▶ **Exercise objective**: Give only the number of lines in the following entries where "PatientFixture" appears.

[Stored data entries]
-- Opening Marker --

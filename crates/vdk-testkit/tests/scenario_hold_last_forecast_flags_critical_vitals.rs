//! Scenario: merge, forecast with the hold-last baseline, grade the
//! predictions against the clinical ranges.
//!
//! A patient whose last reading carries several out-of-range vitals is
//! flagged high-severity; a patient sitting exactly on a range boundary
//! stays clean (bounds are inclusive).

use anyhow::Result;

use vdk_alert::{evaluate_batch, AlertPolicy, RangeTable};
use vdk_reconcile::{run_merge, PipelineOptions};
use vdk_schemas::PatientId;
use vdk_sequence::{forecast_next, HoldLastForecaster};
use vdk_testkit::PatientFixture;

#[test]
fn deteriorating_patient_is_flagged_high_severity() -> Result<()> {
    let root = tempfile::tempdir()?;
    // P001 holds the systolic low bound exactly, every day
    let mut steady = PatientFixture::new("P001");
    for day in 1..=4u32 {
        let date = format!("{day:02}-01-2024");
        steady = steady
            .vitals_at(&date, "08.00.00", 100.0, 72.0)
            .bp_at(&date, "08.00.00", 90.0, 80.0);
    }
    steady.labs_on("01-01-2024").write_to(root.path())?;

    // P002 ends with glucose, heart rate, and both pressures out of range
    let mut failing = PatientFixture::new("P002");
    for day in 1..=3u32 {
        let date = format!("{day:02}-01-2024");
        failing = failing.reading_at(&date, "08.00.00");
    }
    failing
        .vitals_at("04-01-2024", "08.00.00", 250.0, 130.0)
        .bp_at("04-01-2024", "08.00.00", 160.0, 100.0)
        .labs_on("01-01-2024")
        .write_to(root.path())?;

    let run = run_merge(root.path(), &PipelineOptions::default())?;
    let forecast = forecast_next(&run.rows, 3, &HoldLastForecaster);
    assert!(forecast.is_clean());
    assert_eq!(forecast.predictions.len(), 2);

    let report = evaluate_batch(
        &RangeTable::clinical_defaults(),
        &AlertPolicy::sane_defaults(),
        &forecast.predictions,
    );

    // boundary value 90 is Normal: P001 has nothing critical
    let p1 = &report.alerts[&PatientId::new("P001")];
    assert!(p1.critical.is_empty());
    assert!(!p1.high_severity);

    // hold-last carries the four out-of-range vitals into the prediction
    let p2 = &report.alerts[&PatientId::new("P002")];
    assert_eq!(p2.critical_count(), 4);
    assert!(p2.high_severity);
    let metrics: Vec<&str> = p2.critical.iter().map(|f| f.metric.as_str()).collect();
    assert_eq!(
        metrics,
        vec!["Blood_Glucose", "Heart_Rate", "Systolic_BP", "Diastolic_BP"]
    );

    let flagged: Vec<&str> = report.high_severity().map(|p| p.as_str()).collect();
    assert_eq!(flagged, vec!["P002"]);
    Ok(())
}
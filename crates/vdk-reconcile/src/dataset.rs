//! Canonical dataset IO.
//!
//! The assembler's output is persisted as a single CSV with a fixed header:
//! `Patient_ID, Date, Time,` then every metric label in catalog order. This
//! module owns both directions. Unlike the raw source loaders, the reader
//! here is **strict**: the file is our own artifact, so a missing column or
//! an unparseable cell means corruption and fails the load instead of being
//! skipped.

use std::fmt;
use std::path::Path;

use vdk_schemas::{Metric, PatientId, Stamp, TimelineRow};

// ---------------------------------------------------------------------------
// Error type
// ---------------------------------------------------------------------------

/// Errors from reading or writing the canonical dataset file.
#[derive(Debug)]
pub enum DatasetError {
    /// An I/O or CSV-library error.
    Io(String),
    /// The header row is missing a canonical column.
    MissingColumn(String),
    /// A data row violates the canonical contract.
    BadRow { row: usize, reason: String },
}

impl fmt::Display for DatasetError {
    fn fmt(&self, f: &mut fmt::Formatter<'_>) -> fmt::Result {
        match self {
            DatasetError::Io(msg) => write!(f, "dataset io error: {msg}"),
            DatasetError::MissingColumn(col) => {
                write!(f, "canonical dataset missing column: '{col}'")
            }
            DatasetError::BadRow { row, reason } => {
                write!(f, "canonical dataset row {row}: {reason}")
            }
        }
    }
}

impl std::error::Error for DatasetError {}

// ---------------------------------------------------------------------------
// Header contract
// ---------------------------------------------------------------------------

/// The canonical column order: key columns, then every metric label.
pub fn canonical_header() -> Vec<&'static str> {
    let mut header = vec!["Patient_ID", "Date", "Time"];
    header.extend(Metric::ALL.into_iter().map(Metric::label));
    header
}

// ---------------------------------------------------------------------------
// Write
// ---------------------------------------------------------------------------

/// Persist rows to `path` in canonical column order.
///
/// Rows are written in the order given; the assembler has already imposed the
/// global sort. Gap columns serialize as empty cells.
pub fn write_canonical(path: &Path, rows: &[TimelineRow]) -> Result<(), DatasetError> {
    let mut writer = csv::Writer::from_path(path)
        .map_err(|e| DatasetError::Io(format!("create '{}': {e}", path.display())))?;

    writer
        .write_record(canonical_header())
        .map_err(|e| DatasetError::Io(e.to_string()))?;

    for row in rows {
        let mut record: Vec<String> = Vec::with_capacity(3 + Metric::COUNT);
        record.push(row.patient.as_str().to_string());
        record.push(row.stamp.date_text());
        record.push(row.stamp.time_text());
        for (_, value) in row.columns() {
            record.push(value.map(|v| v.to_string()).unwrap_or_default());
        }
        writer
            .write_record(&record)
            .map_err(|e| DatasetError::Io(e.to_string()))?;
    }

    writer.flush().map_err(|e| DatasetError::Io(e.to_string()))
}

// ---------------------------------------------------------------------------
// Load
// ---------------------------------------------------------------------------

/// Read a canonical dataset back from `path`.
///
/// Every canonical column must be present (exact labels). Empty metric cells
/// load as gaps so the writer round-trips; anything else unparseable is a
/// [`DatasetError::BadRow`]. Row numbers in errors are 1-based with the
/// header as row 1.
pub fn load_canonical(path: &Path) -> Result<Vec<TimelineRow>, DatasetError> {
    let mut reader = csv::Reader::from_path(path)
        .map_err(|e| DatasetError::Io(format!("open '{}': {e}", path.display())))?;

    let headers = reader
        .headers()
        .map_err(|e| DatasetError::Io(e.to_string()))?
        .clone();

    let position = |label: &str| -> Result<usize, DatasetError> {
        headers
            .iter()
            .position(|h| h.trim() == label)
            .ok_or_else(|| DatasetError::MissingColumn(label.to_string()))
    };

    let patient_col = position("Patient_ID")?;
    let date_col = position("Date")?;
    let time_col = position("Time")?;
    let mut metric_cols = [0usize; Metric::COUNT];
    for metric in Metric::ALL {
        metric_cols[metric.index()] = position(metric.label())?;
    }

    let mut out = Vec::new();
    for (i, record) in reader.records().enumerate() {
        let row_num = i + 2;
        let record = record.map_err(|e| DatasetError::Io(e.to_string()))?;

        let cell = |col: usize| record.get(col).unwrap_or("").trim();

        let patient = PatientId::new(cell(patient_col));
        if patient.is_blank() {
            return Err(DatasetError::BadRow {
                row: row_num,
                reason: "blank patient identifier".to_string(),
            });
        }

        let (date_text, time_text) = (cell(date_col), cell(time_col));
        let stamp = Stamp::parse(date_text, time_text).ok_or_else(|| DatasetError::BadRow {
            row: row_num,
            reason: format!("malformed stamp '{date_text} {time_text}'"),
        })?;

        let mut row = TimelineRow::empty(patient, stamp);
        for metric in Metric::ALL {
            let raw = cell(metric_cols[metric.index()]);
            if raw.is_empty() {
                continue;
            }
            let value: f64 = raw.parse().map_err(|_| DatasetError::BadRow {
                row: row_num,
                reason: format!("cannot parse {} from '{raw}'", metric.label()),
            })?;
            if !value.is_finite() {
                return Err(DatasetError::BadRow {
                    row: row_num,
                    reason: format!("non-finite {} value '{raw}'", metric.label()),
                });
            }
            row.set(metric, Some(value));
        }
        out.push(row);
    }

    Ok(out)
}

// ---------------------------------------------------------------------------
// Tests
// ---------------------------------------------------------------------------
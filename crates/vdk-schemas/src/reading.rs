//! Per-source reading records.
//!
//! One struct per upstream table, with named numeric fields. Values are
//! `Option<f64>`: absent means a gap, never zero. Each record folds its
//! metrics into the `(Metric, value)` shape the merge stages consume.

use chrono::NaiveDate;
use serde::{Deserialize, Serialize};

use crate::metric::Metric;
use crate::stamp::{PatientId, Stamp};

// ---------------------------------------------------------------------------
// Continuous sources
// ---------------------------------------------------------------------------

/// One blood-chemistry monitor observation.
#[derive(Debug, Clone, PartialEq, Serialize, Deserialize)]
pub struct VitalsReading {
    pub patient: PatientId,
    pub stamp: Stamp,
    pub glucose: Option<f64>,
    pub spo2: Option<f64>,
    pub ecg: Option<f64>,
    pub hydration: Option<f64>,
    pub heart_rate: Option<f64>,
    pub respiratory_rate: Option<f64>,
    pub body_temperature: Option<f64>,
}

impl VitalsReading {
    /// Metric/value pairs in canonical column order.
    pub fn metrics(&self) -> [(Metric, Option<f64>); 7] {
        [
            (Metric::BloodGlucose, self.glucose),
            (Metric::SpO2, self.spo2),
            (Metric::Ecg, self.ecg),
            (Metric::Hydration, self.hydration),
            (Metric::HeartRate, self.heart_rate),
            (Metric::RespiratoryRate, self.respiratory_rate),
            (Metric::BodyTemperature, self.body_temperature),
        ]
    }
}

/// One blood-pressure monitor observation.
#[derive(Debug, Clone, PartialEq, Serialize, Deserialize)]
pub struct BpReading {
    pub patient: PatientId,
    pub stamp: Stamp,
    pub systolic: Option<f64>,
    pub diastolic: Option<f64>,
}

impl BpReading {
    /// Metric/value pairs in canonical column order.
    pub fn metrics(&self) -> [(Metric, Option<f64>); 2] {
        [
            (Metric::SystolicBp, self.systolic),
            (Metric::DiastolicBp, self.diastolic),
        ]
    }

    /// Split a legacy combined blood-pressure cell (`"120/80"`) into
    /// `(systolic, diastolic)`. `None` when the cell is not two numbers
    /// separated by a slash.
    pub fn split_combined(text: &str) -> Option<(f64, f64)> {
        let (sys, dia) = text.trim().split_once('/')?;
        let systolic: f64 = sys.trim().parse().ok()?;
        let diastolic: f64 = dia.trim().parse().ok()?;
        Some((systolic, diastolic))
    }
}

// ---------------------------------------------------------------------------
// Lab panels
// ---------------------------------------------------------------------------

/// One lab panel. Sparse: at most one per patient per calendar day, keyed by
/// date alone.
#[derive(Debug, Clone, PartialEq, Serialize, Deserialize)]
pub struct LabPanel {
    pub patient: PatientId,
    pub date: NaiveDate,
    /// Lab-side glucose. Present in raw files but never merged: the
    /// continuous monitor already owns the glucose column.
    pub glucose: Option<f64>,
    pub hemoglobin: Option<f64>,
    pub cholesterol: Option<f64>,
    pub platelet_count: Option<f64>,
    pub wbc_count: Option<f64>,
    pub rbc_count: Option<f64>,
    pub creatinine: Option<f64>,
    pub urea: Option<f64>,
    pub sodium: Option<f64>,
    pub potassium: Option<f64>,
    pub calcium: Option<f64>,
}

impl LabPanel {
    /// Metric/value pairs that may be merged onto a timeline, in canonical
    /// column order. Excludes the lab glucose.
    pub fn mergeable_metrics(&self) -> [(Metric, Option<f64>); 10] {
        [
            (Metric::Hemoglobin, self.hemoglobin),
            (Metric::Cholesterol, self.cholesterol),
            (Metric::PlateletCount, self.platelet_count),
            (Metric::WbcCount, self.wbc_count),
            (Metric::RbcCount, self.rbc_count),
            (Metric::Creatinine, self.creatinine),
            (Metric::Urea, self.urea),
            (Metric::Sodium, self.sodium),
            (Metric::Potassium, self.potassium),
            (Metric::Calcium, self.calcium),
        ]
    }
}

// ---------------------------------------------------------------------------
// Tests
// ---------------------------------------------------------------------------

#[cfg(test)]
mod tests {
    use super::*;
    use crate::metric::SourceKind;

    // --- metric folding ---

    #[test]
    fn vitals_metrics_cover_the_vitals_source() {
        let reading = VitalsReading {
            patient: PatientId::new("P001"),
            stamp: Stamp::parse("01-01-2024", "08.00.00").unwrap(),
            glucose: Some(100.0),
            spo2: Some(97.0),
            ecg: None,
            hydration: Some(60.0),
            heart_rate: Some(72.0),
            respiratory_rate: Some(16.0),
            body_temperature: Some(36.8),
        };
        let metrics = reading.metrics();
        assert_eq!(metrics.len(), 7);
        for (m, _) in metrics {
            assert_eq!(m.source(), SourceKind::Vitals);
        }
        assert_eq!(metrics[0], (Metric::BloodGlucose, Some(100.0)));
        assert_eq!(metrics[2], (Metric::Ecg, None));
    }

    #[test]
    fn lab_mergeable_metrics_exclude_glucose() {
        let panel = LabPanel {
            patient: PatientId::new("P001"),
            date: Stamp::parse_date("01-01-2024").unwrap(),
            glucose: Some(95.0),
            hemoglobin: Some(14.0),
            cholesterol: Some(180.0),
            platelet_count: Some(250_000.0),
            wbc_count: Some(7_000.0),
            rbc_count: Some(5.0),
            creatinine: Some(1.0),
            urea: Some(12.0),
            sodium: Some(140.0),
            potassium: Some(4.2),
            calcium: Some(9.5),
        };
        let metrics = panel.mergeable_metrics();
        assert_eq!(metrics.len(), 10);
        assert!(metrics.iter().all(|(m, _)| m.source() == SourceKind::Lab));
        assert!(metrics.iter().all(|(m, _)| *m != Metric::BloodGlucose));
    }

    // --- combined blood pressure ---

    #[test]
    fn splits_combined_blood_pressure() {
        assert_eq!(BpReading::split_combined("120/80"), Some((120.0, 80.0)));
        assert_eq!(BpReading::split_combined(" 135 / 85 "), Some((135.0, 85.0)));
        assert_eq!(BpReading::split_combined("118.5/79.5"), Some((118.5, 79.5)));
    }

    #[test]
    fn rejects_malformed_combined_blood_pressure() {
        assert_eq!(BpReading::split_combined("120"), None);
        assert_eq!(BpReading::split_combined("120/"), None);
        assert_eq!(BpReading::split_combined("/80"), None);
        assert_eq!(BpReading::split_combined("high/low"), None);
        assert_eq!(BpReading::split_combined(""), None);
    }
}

-- Closing Marker --

▶ **Answer for the task**: 3